Eu estava conversando com amigos sobre momentos históricos que tínhamos presenciado sem lhes dar, no momento, a devida importância. Falávamos do rock brasileiro, e cada qual trazia suas lembranças. Eu lembrei que estava presente ao show de Caetano Veloso no Canecão quando ele cantou ao violão “Todo amor que houver nesta vida”, disse que Cazuza era um poeta fenomenal, e praticamente deslanchou ali a carreira do Barão Vermelho. Vi Cazuza e o Barão cantando Bete Balanço no Morro da Urca quando o filme de Lael Rodrigues tinha acabado de entrar em cartaz. Dei uma entrevista num programa de TV em São Paulo na mesma noite em que um jovem guitarrista chamado Lulu Santos também era entrevistado, lançando seu primeiro elepê.

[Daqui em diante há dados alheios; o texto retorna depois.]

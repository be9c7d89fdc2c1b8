//! Rule-based recommendations
//!
//! Rules are evaluated in a fixed order and each fires at most once, so the
//! output order is stable and needs no deduplication.

mod checklist;

pub use checklist::{parse_checklist, ChecklistSection};

use crate::model::AnalysisResult;
use serde::{Deserialize, Serialize};
use std::fmt;

/// Speed score below which a generic slow-load item is produced
const SLOW_SPEED_THRESHOLD: u32 = 70;
const MAX_CITED_LINKS: usize = 3;

#[derive(Debug, Clone, Copy, PartialEq, Eq, Hash, Serialize, Deserialize)]
pub enum RecommendationCategory {
    Network,
    Performance,
    #[serde(rename = "SEO")]
    Seo,
    Security,
    Accessibility,
    Links,
}

impl RecommendationCategory {
    pub fn as_str(&self) -> &'static str {
        match self {
            Self::Network => "Network",
            Self::Performance => "Performance",
            Self::Seo => "SEO",
            Self::Security => "Security",
            Self::Accessibility => "Accessibility",
            Self::Links => "Links",
        }
    }
}

impl fmt::Display for RecommendationCategory {
    fn fmt(&self, f: &mut fmt::Formatter<'_>) -> fmt::Result {
        f.write_str(self.as_str())
    }
}

#[derive(Debug, Clone, PartialEq, Eq, Serialize, Deserialize)]
#[serde(rename_all = "camelCase")]
pub struct Recommendation {
    pub category: RecommendationCategory,
    pub title: String,
    pub description: String,
}

impl Recommendation {
    fn new(
        category: RecommendationCategory,
        title: impl Into<String>,
        description: impl Into<String>,
    ) -> Self {
        Self {
            category,
            title: title.into(),
            description: description.into(),
        }
    }
}

/// Builds the recommendation list for a finished analysis
pub fn build_recommendations(result: &AnalysisResult) -> Vec<Recommendation> {
    use RecommendationCategory::*;

    let mut items = Vec::new();
    let network = &result.network;
    let seo = &result.seo;

    if network.status_code == 0 {
        let reason = network.error_message.as_deref().unwrap_or("no response");
        items.push(Recommendation::new(
            Network,
            "Site unreachable",
            format!(
                "The page could not be fetched ({}). Check DNS, TLS and server availability.",
                reason
            ),
        ));
    } else if network.status_code >= 400 {
        items.push(Recommendation::new(
            Network,
            format!("HTTP {} error", network.status_code),
            format!(
                "The page answered with status {}. Make sure it returns 200 for visitors and crawlers.",
                network.status_code
            ),
        ));
    }

    if let Some(suggestion) = result.performance.as_ref().and_then(|p| p.top_suggestion()) {
        let description = match (suggestion.description.as_deref(), suggestion.estimated_savings_ms) {
            (Some(text), Some(ms)) => format!("{} Estimated savings: {:.0} ms.", text, ms),
            (Some(text), None) => text.to_string(),
            (None, Some(ms)) => format!("Estimated savings: {:.0} ms.", ms),
            (None, None) => "Address this opportunity to improve load performance.".to_string(),
        };
        items.push(Recommendation::new(Performance, suggestion.title.clone(), description));
    } else if result.score.speed < SLOW_SPEED_THRESHOLD {
        items.push(Recommendation::new(
            Performance,
            "Improve page load speed",
            "The page loads slowly. Reduce server response time, compress assets and defer non-critical scripts.",
        ));
    }

    if !seo.is_indexable {
        items.push(Recommendation::new(
            Seo,
            "Page is not indexable",
            "A noindex directive in a robots meta tag or X-Robots-Tag header keeps this page out of search results.",
        ));
    }

    if !seo.has_viewport {
        items.push(Recommendation::new(
            Seo,
            "Missing viewport meta tag",
            "Add <meta name=\"viewport\" content=\"width=device-width, initial-scale=1\"> so the page renders well on mobile devices.",
        ));
    }

    if !seo.is_https {
        items.push(Recommendation::new(
            Security,
            "Serve the page over HTTPS",
            "Browsers flag plain HTTP pages as insecure and search engines prefer HTTPS.",
        ));
    }

    if seo.image_count > 0 && seo.images_without_alt > 0 {
        items.push(Recommendation::new(
            Accessibility,
            "Images missing alt text",
            format!(
                "{} of {} images lack an alt attribute. Describe each meaningful image for screen readers and search engines.",
                seo.images_without_alt, seo.image_count
            ),
        ));
    }

    if !seo.has_language_attribute {
        items.push(Recommendation::new(
            Accessibility,
            "Missing lang attribute",
            "Declare the page language on the <html> element, for example <html lang=\"en\">.",
        ));
    }

    if seo.unlabeled_form_controls > 0 {
        items.push(Recommendation::new(
            Accessibility,
            "Form controls without labels",
            format!(
                "{} form controls have no associated label. Add a <label> or an aria-label to each.",
                seo.unlabeled_form_controls
            ),
        ));
    }

    if seo.broken_link_count > 0 {
        let examples: Vec<&str> = seo
            .broken_links
            .iter()
            .take(MAX_CITED_LINKS)
            .map(|l| l.url.as_str())
            .collect();
        items.push(Recommendation::new(
            Links,
            "Fix broken links",
            format!(
                "{} sampled links are broken, for example: {}.",
                seo.broken_link_count,
                examples.join(", ")
            ),
        ));
    }

    items
}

Eu estava no Circo Voador na noite em que Tancredo Neves foi eleito no Colégio Eleitoral; foi logo após o Rock in Rio 85, e vi James Taylor cantando para um Circo onde tinha gente pendurada até no teto, e vi quando um idiota jogou uma lata de cerveja no gringo e quase foi linchado. Também no Circo Voador vi Renato Russo cantando “Come Together” e percebi que afinal de contas eu não era tão velho assim. Vi os Titãs tocando na boate Mamute da Tijuca, no que talvez tenha sido seu primeiro show no Rio, quando seu grande sucesso era “Sonífera Ilha”.
Momentos históricos? Em retrospecto, sim, porque é só em retrospecto que a História existe. Joguei no ar umas lembranças, meus amigos jogaram as deles, elas foram se entrecruzando umas às outras e se encorparam num tecido de vivências recíprocas, de memória coletiva, e só este tecido é que nos produzia a sensação de ter presenciado a História. Nossas recordações pessoais não são História, são a mera lembrança de uma noite em que a gente saiu para se divertir e viu uns caras tocando, tirando um som legal.

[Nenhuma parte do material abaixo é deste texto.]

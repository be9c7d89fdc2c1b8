//! Analysis orchestrator - runs one analysis end to end
//!
//! The pipeline is linear with two fan-out points (probe with DOM render,
//! performance with off-page enrichment). Only URL validation, cancellation
//! and a requested history write can end an analysis early; every other
//! step degrades into absent data.

use crate::analysis::throttle::AnalysisThrottler;
use crate::config::Config;
use crate::enrich::{
    AiInsightsEnricher, DomRenderer, OffPageEnricher, PerformanceEnricher, RenderedPage,
};
use crate::fetch::{build_http_client, probe_url, LinkHealthChecker, ProbeOutcome};
use crate::history::{HistoryError, HistoryStore, JsonFileHistory, ScanRecord};
use crate::model::{AnalysisMode, AnalysisRequest, AnalysisResult};
use crate::score::calculate_scores;
use crate::seo::build_seo_result;
use crate::url::normalize_url;
use crate::AuditError;
use reqwest::Client;
use std::sync::Arc;
use std::time::{Duration, Instant};
use tokio_util::sync::CancellationToken;
use url::Url;

/// Runs analyses against shared clients, enrichers and history
///
/// One orchestrator is meant to be shared (behind an `Arc`) by every caller
/// in the process so that they all count against the same throttle.
pub struct AnalysisOrchestrator {
    client: Client,
    throttler: AnalysisThrottler,
    links: LinkHealthChecker,
    performance: PerformanceEnricher,
    off_page: OffPageEnricher,
    ai: AiInsightsEnricher,
    renderer: Option<Arc<dyn DomRenderer>>,
    history: Arc<dyn HistoryStore>,
    fast_timeout: Duration,
    deep_timeout: Duration,
}

impl AnalysisOrchestrator {
    /// Creates an orchestrator from configuration
    ///
    /// History goes to the JSON file named in `[history]`; no DOM renderer
    /// is attached, so deep mode falls back to static HTML until one is
    /// provided with [`with_renderer`](Self::with_renderer).
    ///
    /// # Errors
    ///
    /// Returns `AuditError::HttpClient` if the HTTP client cannot be built.
    pub fn new(config: &Config) -> Result<Self, AuditError> {
        let client = build_http_client(&config.user_agent)?;
        let max_concurrent = usize::try_from(config.analysis.max_concurrent_scans).unwrap_or(1);

        Ok(Self {
            throttler: AnalysisThrottler::new(max_concurrent),
            links: LinkHealthChecker::new(client.clone()),
            performance: PerformanceEnricher::new(client.clone(), config.performance.clone()),
            off_page: OffPageEnricher::new(client.clone(), config.off_page.clone()),
            ai: AiInsightsEnricher::new(client.clone(), config.ai.clone()),
            renderer: None,
            history: Arc::new(JsonFileHistory::new(&config.history.path)),
            fast_timeout: Duration::from_secs(config.analysis.fast_timeout_secs),
            deep_timeout: Duration::from_secs(config.analysis.deep_timeout_secs),
            client,
        })
    }

    pub fn with_renderer(mut self, renderer: Arc<dyn DomRenderer>) -> Self {
        self.renderer = Some(renderer);
        self
    }

    pub fn with_history(mut self, history: Arc<dyn HistoryStore>) -> Self {
        self.history = history;
        self
    }

    /// Replaces the throttle, e.g. to share one across orchestrators
    pub fn with_throttler(mut self, throttler: AnalysisThrottler) -> Self {
        self.throttler = throttler;
        self
    }

    pub fn throttler(&self) -> &AnalysisThrottler {
        &self.throttler
    }

    pub fn history(&self) -> &Arc<dyn HistoryStore> {
        &self.history
    }

    fn fetch_timeout(&self, mode: AnalysisMode) -> Duration {
        match mode {
            AnalysisMode::Fast => self.fast_timeout,
            AnalysisMode::Deep => self.deep_timeout,
        }
    }

    /// Runs one analysis
    ///
    /// # Steps
    ///
    /// 1. Wait for a throttle slot (held until the analysis returns)
    /// 2. Normalize the URL; invalid input yields a zero-score result
    /// 3. Fetch the page, rendering it concurrently in deep mode
    /// 4. Extract SEO and accessibility signals
    /// 5. Check a sample of the discovered links
    /// 6. Enrich with performance and off-page data (mode dependent)
    /// 7. Score, then persist a history record when `save_history` is set
    /// 8. Attach AI insights
    ///
    /// # Errors
    ///
    /// * `AuditError::Cancelled` - `cancel` fired before the analysis finished
    /// * `AuditError::History` - the requested history write failed
    pub async fn analyze(
        &self,
        request: &AnalysisRequest,
        save_history: bool,
        cancel: &CancellationToken,
    ) -> Result<AnalysisResult, AuditError> {
        let _permit = self.throttler.acquire(cancel).await?;
        let started = Instant::now();
        let mode = request.mode;

        let url = match normalize_url(&request.url) {
            Ok(url) => url,
            Err(e) => {
                tracing::warn!("Rejected analysis input '{}': {}", request.url, e);
                return Ok(AnalysisResult::unreachable(request.url.trim(), e.to_string()));
            }
        };

        tracing::info!("Analyzing {} ({} mode)", url, mode);

        let (probe, rendered) = tokio::join!(
            probe_url(&self.client, &url, self.fetch_timeout(mode), cancel),
            self.render(&url, mode, cancel),
        );
        ensure_not_cancelled(cancel)?;

        let network = probe.network.clone();
        if let Some(error) = &network.error_message {
            tracing::info!("{} unreachable: {}", url, error);
        }

        let extraction = extract_seo(&url, &probe, rendered.as_ref());
        tracing::debug!(
            "Extracted {} links ({} internal) from {}",
            extraction.links.len(),
            extraction.seo.internal_link_count,
            url
        );

        let seo = match self
            .links
            .find_broken_links(&url, &extraction.links, mode, cancel)
            .await
        {
            Ok(broken) => extraction.seo.with_broken_links(broken),
            Err(AuditError::Cancelled) => return Err(AuditError::Cancelled),
            Err(e) => {
                tracing::warn!("Link health check for {} failed: {}", url, e);
                extraction.seo
            }
        };

        let (performance, off_page_seo) = tokio::join!(
            async {
                if mode.fetches_performance() && self.performance.is_enabled() {
                    self.performance.fetch(&url, cancel).await
                } else {
                    None
                }
            },
            async {
                if mode.fetches_off_page() && self.off_page.is_enabled() {
                    self.off_page.fetch(&url, cancel).await
                } else {
                    None
                }
            },
        );
        ensure_not_cancelled(cancel)?;

        let score = calculate_scores(&network, &seo, performance.as_ref());

        let result = AnalysisResult {
            url: url.to_string(),
            checked_at: network.checked_at,
            network,
            seo,
            score,
            performance,
            off_page_seo,
            ai_insights: None,
        };

        if save_history {
            self.save_record(ScanRecord::from_result(&result)).await?;
        }

        let ai_insights = if self.ai.is_enabled() {
            self.ai.generate(&result, cancel).await
        } else {
            None
        };
        ensure_not_cancelled(cancel)?;

        tracing::info!(
            "Analysis of {} finished in {:?}: overall {}, seo {}, speed {}",
            result.url,
            started.elapsed(),
            result.score.overall,
            result.score.seo,
            result.score.speed
        );

        Ok(result.with_ai_insights(ai_insights))
    }

    /// Renders the page in deep mode; any failure means "use static HTML"
    async fn render(
        &self,
        url: &Url,
        mode: AnalysisMode,
        cancel: &CancellationToken,
    ) -> Option<RenderedPage> {
        let renderer = self.renderer.as_ref().filter(|_| mode.renders_dom())?;
        match renderer.render(url, cancel).await {
            Ok(page) => Some(page),
            Err(e) => {
                tracing::warn!("DOM render of {} failed, using static HTML: {:#}", url, e);
                None
            }
        }
    }

    async fn save_record(&self, record: ScanRecord) -> Result<(), AuditError> {
        let history = Arc::clone(&self.history);
        tokio::task::spawn_blocking(move || history.add_record(record))
            .await
            .map_err(|e| HistoryError::Io(std::io::Error::other(e)))??;
        Ok(())
    }
}

fn ensure_not_cancelled(cancel: &CancellationToken) -> Result<(), AuditError> {
    if cancel.is_cancelled() {
        Err(AuditError::Cancelled)
    } else {
        Ok(())
    }
}

/// Extracts SEO data, preferring the rendered DOM when it produced HTML
fn extract_seo(
    url: &Url,
    probe: &ProbeOutcome,
    rendered: Option<&RenderedPage>,
) -> crate::seo::SeoExtraction {
    let html = rendered
        .and_then(|page| page.html.as_deref())
        .filter(|html| !html.trim().is_empty())
        .unwrap_or(probe.html.as_str());

    build_seo_result(
        url,
        html,
        Some(&probe.headers),
        rendered.map(RenderedPage::counts),
    )
}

A História é como algodão-de-açúcar (que os cariocas chamam algodão-doce). Vocês lembram como se faz algodão-de-açúcar. Aquele troço quente vai girando, girando, queimando o açúcar, e os fiozinhos brancos vão aparecendo magicamente no ar, se entrecruzando, formando uma teia suspensa entre as paredes curvas de metal. Essa teia vai ficando mais espessa, até que uma nuvem branca se materializa ali, parecendo brotar do nada. Quando ela está sólida a ponto de poder ser cortada de faca, o cara corta um pedaço pra gente, pega ele com o auxílio de um quadradinho de papel-de-embrulho, e nos entrega: “É um cruzeiro...” A gente morde: o algodão-de-açúcar está quente, pegando fogo, mas se derrete na boca da gente como se fosse um sorvete. Assim são as memórias do rock. É tudo muito efêmero, tudo muito voltado para o momento a ser vivido, sem dar a mínima para a posteridade. Quem transporta aquilo para a posteridade somos nós, que ficamos décadas depois tentando explicar às pessoas a natureza estranha desse remédio contra a melancolia, desse sorvete quente que ao se desmanchar na nossa boca deixa uma boca um pouquinho mais feliz, e mais nada.